Our stone ritual is different today. Typically, the movement forward and the placing of a stone is a chance for you to move your bodies, to participate, and for you to silently mark a joy, sorrow, or gratitude in your lives, lest it go unknown or unnoticed.
Today, we are adapting the ritual to mark the 4th anniversary of the covid pandemic lockdown, something that impacted our lives individually, as a congregation, as a community, as a nation, and as a global community. Lives in large numbers were lost (and are still being lost, in much smaller numbers).
Fear was our daily bread as we did not know, at first, how the virus might spread and did not yet have a vaccine. We kept six feet apart. We closed this building and many other places where people congregate. We did not gather in person. Our new frontlines were medical personnel and grocery workers and those who staff facilities where our elders reside, exposed to new kinds of risk and fear and burnout.

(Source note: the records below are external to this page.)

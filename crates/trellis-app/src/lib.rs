//! Application framework for Trellis sandboxes.
//!
//! This crate provides a trait-based application framework that handles
//! common boilerplate like:
//! - Window creation and event pumping
//! - GPU context and renderer initialization
//! - Driving the frame loop, including swapchain recreation on resize
//! - Frame pacing and FPS statistics
//!
//! # Example
//!
//! ```no_run
//! use trellis_app::{run_app, AppConfig, AppContext, SandboxApp};
//! use trellis_render::{Scene, StaticScene};
//!
//! struct Empty {
//!     scene: StaticScene,
//! }
//!
//! impl SandboxApp for Empty {
//!     fn init(_ctx: &mut AppContext) -> anyhow::Result<Self> {
//!         Ok(Self {
//!             scene: StaticScene::default(),
//!         })
//!     }
//!
//!     fn update(&mut self, _ctx: &AppContext, _dt: f32) {}
//!
//!     fn scene(&self) -> &dyn Scene {
//!         &self.scene
//!     }
//! }
//!
//! fn main() -> anyhow::Result<()> {
//!     run_app::<Empty>(AppConfig::default())
//! }
//! ```

mod app;
mod context;
mod runner;
mod window;

pub use app::SandboxApp;
pub use context::AppContext;
pub use runner::{run_app, AppConfig, FpsStats};
pub use window::AppWindow;

// Re-export commonly used types for convenience
pub use trellis_gpu::{GpuContext, GpuContextBuilder};
pub use trellis_render::Camera;
pub use winit::event::WindowEvent;
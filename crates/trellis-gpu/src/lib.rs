//! Vulkan abstraction layer for the Trellis sandbox.
//!
//! This crate provides:
//! - Vulkan instance creation and validation-layer logging
//! - Adapter (physical device) selection and logical device creation
//! - Surface queries and swapchain creation/destruction
//! - The frame synchronization ring (semaphores, fences, command buffers)
//! - Memory allocation via gpu-allocator
//! - Render pass, framebuffer, pipeline and descriptor helpers
//!
//! Every Vulkan object is wrapped in a type that releases it on drop and
//! holds an `Arc<GpuContext>`, so the device always outlives its children.

pub mod adapter;
pub mod command;
pub mod context;
pub mod depth;
pub mod descriptors;
pub mod error;
pub mod instance;
pub mod memory;
pub mod pipeline;
pub mod surface;
pub mod swapchain;
pub mod sync;
pub mod texture;

pub use adapter::{Adapter, GpuVendor, QueueFamilyIndices};
pub use command::CommandPool;
pub use context::{GpuContext, GpuContextBuilder};
pub use depth::DepthResources;
pub use descriptors::{DescriptorPool, DescriptorSetLayout, DescriptorSetLayoutBuilder};
pub use error::{GpuError, Result, VkResultExt};
pub use memory::{GpuAllocator, GpuBuffer, GpuImage};
pub use pipeline::{Framebuffers, GraphicsPipeline, GraphicsPipelineConfig, RenderPass};
pub use surface::{SurfaceContext, SurfaceSupport};
pub use swapchain::{AcquireStatus, PresentStatus, Swapchain};
pub use sync::{Fence, FrameSlot, FrameSync, FrameSyncRing, Semaphore};
pub use texture::Texture;

pub use ash::vk;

We masked, first home-sewn, then surgical masks, then N95 and KN95 if we could get our hands on them.
We learned how to unmute. We learned to love Zoom and sometimes to hate it.
We missed milestones: graduations, weddings, birthdays, births. We couldn’t be present as loved ones died and too many died alone. Some of us lost jobs, some lost homes. Some found love under these strange circumstances and others found strain in their relationships that could not be made right. For some, the necessary isolation touched and deepened an existential loneliness.
Families with school-aged children juggled and struggled, worrying how the pandemic was impacting their children, their grandchildren, their nieces, nephews and niblings. It was a time that many would like to put behind us. It was a time that some cannot place as past because the new perplexing condition we call Long Covid has stayed, changing everything.
All of which is to say, this ritual is one of lamentation, for all that was lost. Should you choose to come forward ~ and it is, as always, okay not to, to bring your witness to those who do ~ you will find a bowl of water that has been seeded by some of our homegrown holy water collected in September and blessed by all of you. There are dishes of salt – the stuff of tears – at the base of the bowl. You are invited to add salt to the water to mark our collective and personal grief.
One way we creatures make meaning is through ritual. Let us do that now.